37 thoughts on “More optimization for comment relish plugin

  1. I’m assuming with the two pingbacks that pingbacks work fine with this plugin (unless you haven’t installed it here) ๐Ÿ˜‰

  2. Thank you for this, I guess I should’ve explained myself better.

    On my old theme, and the old version of comment relish, for reasons you identified in that post, my blog would crash if somebody sent me a trackback. As a result, I managed to edit it so that trackbacks didn’t activate the code like comments did.

    Excellent work by the way!

  3. I’m still getting the error and can’t seem to fix it. I downloaded the new one, delete the old one – do I need to reinstall and deactivate first? help!

  4. Very nice patch (and much needed, jeez, looking for new commenters on each page load?? silliest stuff ever)

    A few more stuff to fix for you!

    – It still misses some stripslashes (on line 288 and when outputting the options in the admin page, otherwise you see plenty of “I\’m happy you\’ve left a comment”

    – it’s full of PHP short tags (<? instead of <?php) which will make the plugin break everything on purist setups.

    1. Thanks for the suggestions. I will release another patch that fixes the stripslashes thing. As for the short tags, I never encountered such a problem.

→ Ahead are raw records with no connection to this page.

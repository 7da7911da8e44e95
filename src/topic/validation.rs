//! Topic name and filter validation
//!
//! Key rules:
//! - Topic names MUST NOT contain wildcards (+ or #)
//! - Topic filters MAY contain wildcards
//! - Multi-level wildcard (#) must be the last level
//! - Single-level wildcard (+) must occupy entire level
//! - Topics starting with $ are not matched by filters starting with a wildcard

/// Validate a topic name (used in PUBLISH)
pub fn validate_topic_name(topic: &str) -> Result<(), &'static str> {
    if topic.is_empty() {
        return Err("topic name cannot be empty");
    }

    if topic.len() > 65535 {
        return Err("topic name exceeds maximum length");
    }

    if topic.contains('\0') {
        return Err("topic name cannot contain null character");
    }

    if topic.contains('+') || topic.contains('#') {
        return Err("topic name cannot contain wildcards");
    }

    Ok(())
}

/// Validate a topic filter (used in SUBSCRIBE/UNSUBSCRIBE)
pub fn validate_topic_filter(filter: &str) -> Result<(), &'static str> {
    if filter.is_empty() {
        return Err("topic filter cannot be empty");
    }

    if filter.len() > 65535 {
        return Err("topic filter exceeds maximum length");
    }

    if filter.contains('\0') {
        return Err("topic filter cannot contain null character");
    }

    let levels: Vec<&str> = filter.split('/').collect();

    for (i, level) in levels.iter().enumerate() {
        if level.contains('#') {
            if *level != "#" {
                return Err("multi-level wildcard must occupy entire level");
            }
            if i != levels.len() - 1 {
                return Err("multi-level wildcard must be last level");
            }
        }

        if level.contains('+') && *level != "+" {
            return Err("single-level wildcard must occupy entire level");
        }
    }

    Ok(())
}

/// Check if a topic filter matches a topic name
///
/// Matching rules:
/// - / is the level separator
/// - + matches exactly one level
/// - # matches zero or more levels (must be last)
/// - $-topics don't match filters starting with + or #
pub fn topic_matches_filter(topic: &str, filter: &str) -> bool {
    if topic.starts_with('$') && (filter.starts_with('+') || filter.starts_with('#')) {
        return false;
    }

    let mut topic_levels = topic.split('/');

    for filter_level in filter.split('/') {
        if filter_level == "#" {
            return true;
        }

        match topic_levels.next() {
            Some(_) if filter_level == "+" => {}
            Some(level) if level == filter_level => {}
            _ => return false,
        }
    }

    // Both must be exhausted for a match
    topic_levels.next().is_none()
}

#[cfg(test)]
mod tests {
    use super::*;
    use test_case::test_case;

    #[test]
    fn test_validate_topic_name() {
        assert!(validate_topic_name("test").is_ok());
        assert!(validate_topic_name("/gowon/input").is_ok());
        assert!(validate_topic_name("test/topic/").is_ok());

        assert!(validate_topic_name("").is_err());
        assert!(validate_topic_name("test+topic").is_err());
        assert!(validate_topic_name("test/#").is_err());
        assert!(validate_topic_name("nul\0byte").is_err());
    }

    #[test]
    fn test_validate_topic_filter() {
        assert!(validate_topic_filter("/gowon/output").is_ok());
        assert!(validate_topic_filter("+").is_ok());
        assert!(validate_topic_filter("#").is_ok());
        assert!(validate_topic_filter("test/+/topic").is_ok());
        assert!(validate_topic_filter("test/#").is_ok());

        assert!(validate_topic_filter("").is_err());
        assert!(validate_topic_filter("test+").is_err());
        assert!(validate_topic_filter("test#").is_err());
        assert!(validate_topic_filter("test/#/more").is_err());
    }

    #[test_case("/gowon/output", "/gowon/output", true ; "exact")]
    #[test_case("/gowon/output", "/gowon/input", false ; "different leaf")]
    #[test_case("/gowon/output", "/gowon/+", true ; "single level wildcard")]
    #[test_case("/gowon/output", "+/gowon/output", true ; "leading empty level")]
    #[test_case("/gowon/output", "/gowon/#", true ; "multi level wildcard")]
    #[test_case("/gowon", "/gowon/#", true ; "hash matches parent")]
    #[test_case("a/b/c", "a/+", false ; "plus matches one level only")]
    #[test_case("a", "a/b", false ; "filter longer than topic")]
    #[test_case("a/b", "a", false ; "topic longer than filter")]
    #[test_case("$SYS/uptime", "#", false ; "dollar topic hidden from hash")]
    #[test_case("$SYS/uptime", "+/uptime", false ; "dollar topic hidden from plus")]
    #[test_case("$SYS/uptime", "$SYS/#", true ; "dollar topic explicit")]
    fn test_topic_matches(topic: &str, filter: &str, expected: bool) {
        assert_eq!(topic_matches_filter(topic, filter), expected);
    }
}
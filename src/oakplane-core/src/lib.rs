pub mod helpers;
pub mod models;

pub use helpers::*;
pub use models::*;
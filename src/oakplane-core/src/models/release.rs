use serde::de::DeserializeOwned;
use serde::{Deserialize, Serialize};
use std::fmt;

/// Lifecycle tag tracking whether the last edit of a resource reached the registry.
#[derive(Debug, Clone, Copy, PartialEq, Eq, Hash, Serialize, Deserialize, Default)]
#[serde(rename_all = "snake_case")]
pub enum ReleaseStatus {
    /// Never pushed.
    #[default]
    Unpublished,
    /// Edited after a publish, not yet re-pushed.
    PendingPublish,
    /// Last push succeeded.
    Published,
}

impl ReleaseStatus {
    pub fn is_published(&self) -> bool {
        *self == ReleaseStatus::Published
    }

    /// Status a resource takes when edited without being released.
    pub fn after_edit(self) -> ReleaseStatus {
        match self {
            ReleaseStatus::Unpublished => ReleaseStatus::Unpublished,
            ReleaseStatus::PendingPublish | ReleaseStatus::Published => ReleaseStatus::PendingPublish,
        }
    }

    /// Whether the registry may currently hold a document for the resource.
    pub fn in_registry(&self) -> bool {
        *self != ReleaseStatus::Unpublished
    }
}

impl fmt::Display for ReleaseStatus {
    fn fmt(&self, f: &mut fmt::Formatter<'_>) -> fmt::Result {
        let s = match self {
            ReleaseStatus::Unpublished => "unpublished",
            ReleaseStatus::PendingPublish => "pending_publish",
            ReleaseStatus::Published => "published",
        };
        f.write_str(s)
    }
}

#[derive(Debug, Clone, Copy, PartialEq, Eq, Hash, Serialize, Deserialize)]
#[serde(rename_all = "snake_case")]
pub enum ResourceKind {
    Service,
    ServiceDomain,
    ServiceNode,
    Route,
    RoutePlugin,
    Plugin,
    Certificate,
    ClusterNode,
}

impl ResourceKind {
    pub const ALL: [ResourceKind; 8] = [
        ResourceKind::Service,
        ResourceKind::ServiceDomain,
        ResourceKind::ServiceNode,
        ResourceKind::Route,
        ResourceKind::RoutePlugin,
        ResourceKind::Plugin,
        ResourceKind::Certificate,
        ResourceKind::ClusterNode,
    ];

    pub fn id_prefix(&self) -> &'static str {
        match self {
            ResourceKind::Service => "svc",
            ResourceKind::ServiceDomain => "sdm",
            ResourceKind::ServiceNode => "snd",
            ResourceKind::Route => "rt",
            ResourceKind::RoutePlugin => "rpu",
            ResourceKind::Plugin => "plu",
            ResourceKind::Certificate => "cer",
            ResourceKind::ClusterNode => "cnd",
        }
    }

    /// Name of the store table holding rows of this kind.
    pub fn table(&self) -> &'static str {
        match self {
            ResourceKind::Service => "services",
            ResourceKind::ServiceDomain => "service_domains",
            ResourceKind::ServiceNode => "service_nodes",
            ResourceKind::Route => "routes",
            ResourceKind::RoutePlugin => "route_plugins",
            ResourceKind::Plugin => "plugins",
            ResourceKind::Certificate => "certificates",
            ResourceKind::ClusterNode => "cluster_nodes",
        }
    }
}

impl fmt::Display for ResourceKind {
    fn fmt(&self, f: &mut fmt::Formatter<'_>) -> fmt::Result {
        let s = match self {
            ResourceKind::Service => "service",
            ResourceKind::ServiceDomain => "service_domain",
            ResourceKind::ServiceNode => "service_node",
            ResourceKind::Route => "route",
            ResourceKind::RoutePlugin => "route_plugin",
            ResourceKind::Plugin => "plugin",
            ResourceKind::Certificate => "certificate",
            ResourceKind::ClusterNode => "cluster_node",
        };
        f.write_str(s)
    }
}

impl std::str::FromStr for ResourceKind {
    type Err = String;

    fn from_str(s: &str) -> Result<Self, Self::Err> {
        ResourceKind::ALL
            .into_iter()
            .find(|k| k.to_string() == s || k.id_prefix() == s)
            .ok_or_else(|| format!("unknown resource kind `{s}`"))
    }
}

/// A stored row addressable by id.
pub trait Record: Serialize + DeserializeOwned + Clone + Send + Sync {
    const KIND: ResourceKind;

    fn id(&self) -> &str;
}

/// Top-level resources that go through the release lifecycle.
pub trait Releasable: Record {
    fn is_enable(&self) -> bool;
    fn release_status(&self) -> ReleaseStatus;
    fn set_release_status(&mut self, status: ReleaseStatus);
}

#[cfg(test)]
mod tests {
    use super::*;

    #[test]
    fn edit_moves_released_resources_to_pending() {
        assert_eq!(ReleaseStatus::Unpublished.after_edit(), ReleaseStatus::Unpublished);
        assert_eq!(ReleaseStatus::Published.after_edit(), ReleaseStatus::PendingPublish);
        assert_eq!(ReleaseStatus::PendingPublish.after_edit(), ReleaseStatus::PendingPublish);
    }

    #[test]
    fn kind_parses_from_name_or_prefix() {
        assert_eq!("service".parse::<ResourceKind>(), Ok(ResourceKind::Service));
        assert_eq!("cer".parse::<ResourceKind>(), Ok(ResourceKind::Certificate));
        assert!("gateway".parse::<ResourceKind>().is_err());
    }
}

  5. So installed v3 on a test instance of my site and left 4 comments. I got 4 welcome messages – anyone experienced this as well?

    cheers,

    Zac

  6. The problem is most likely because the plugin was not able to create the cr_emailed table. deactivate the plugin and ( If you can access wordpress database ) lookup in wp_options for cr_installed and set it to ‘false’ and then just reactivate the plugin. This should just create the table : cr_emailed. look for it in the database to make sure it’s there. If it’s there then you should not have that problem anymore.

  7. I was having the same problem as Zac, and I couldn’t get the plugin to create the table, so I just manually created it.

    Just replace the wp in wp_cr_emailed if you have a different wordpress prefix.

    CREATE TABLE wp_cr_emailed (
    emailed_ID mediumint(9) NOT NULL AUTO_INCREMENT,
    time bigint(11) DEFAULT ‘0’ NOT NULL,
    email varchar(255) NOT NULL,
    UNIQUE KEY emailed_ID (emailed_ID),
    INDEX ( email )
    );

  8. great article. thanks for posting the optimization tips.

    I got a question though. Would it be a hard thing to do to add a delay into the email that relish sends out? Ive noticed that when someone new leaves a comment on my site, the welcome email I set up is sent out to them immediately. I would like to be able to put a delay of maybe 2 or 5 mins before the email is sent out.

    thanks

    1. You could do that if you would create a system to send emails in batches … right now the plugin hooks into the comment posting function so it would be unacceptable to make the user wait for 2-5 minutes before his comment is posted.

  9. So have your fixed all the bugs or is anyone experiencing more problems with this? If so, is there another available amended version of this plugin somewhere else that works correctly? Thanks for your help.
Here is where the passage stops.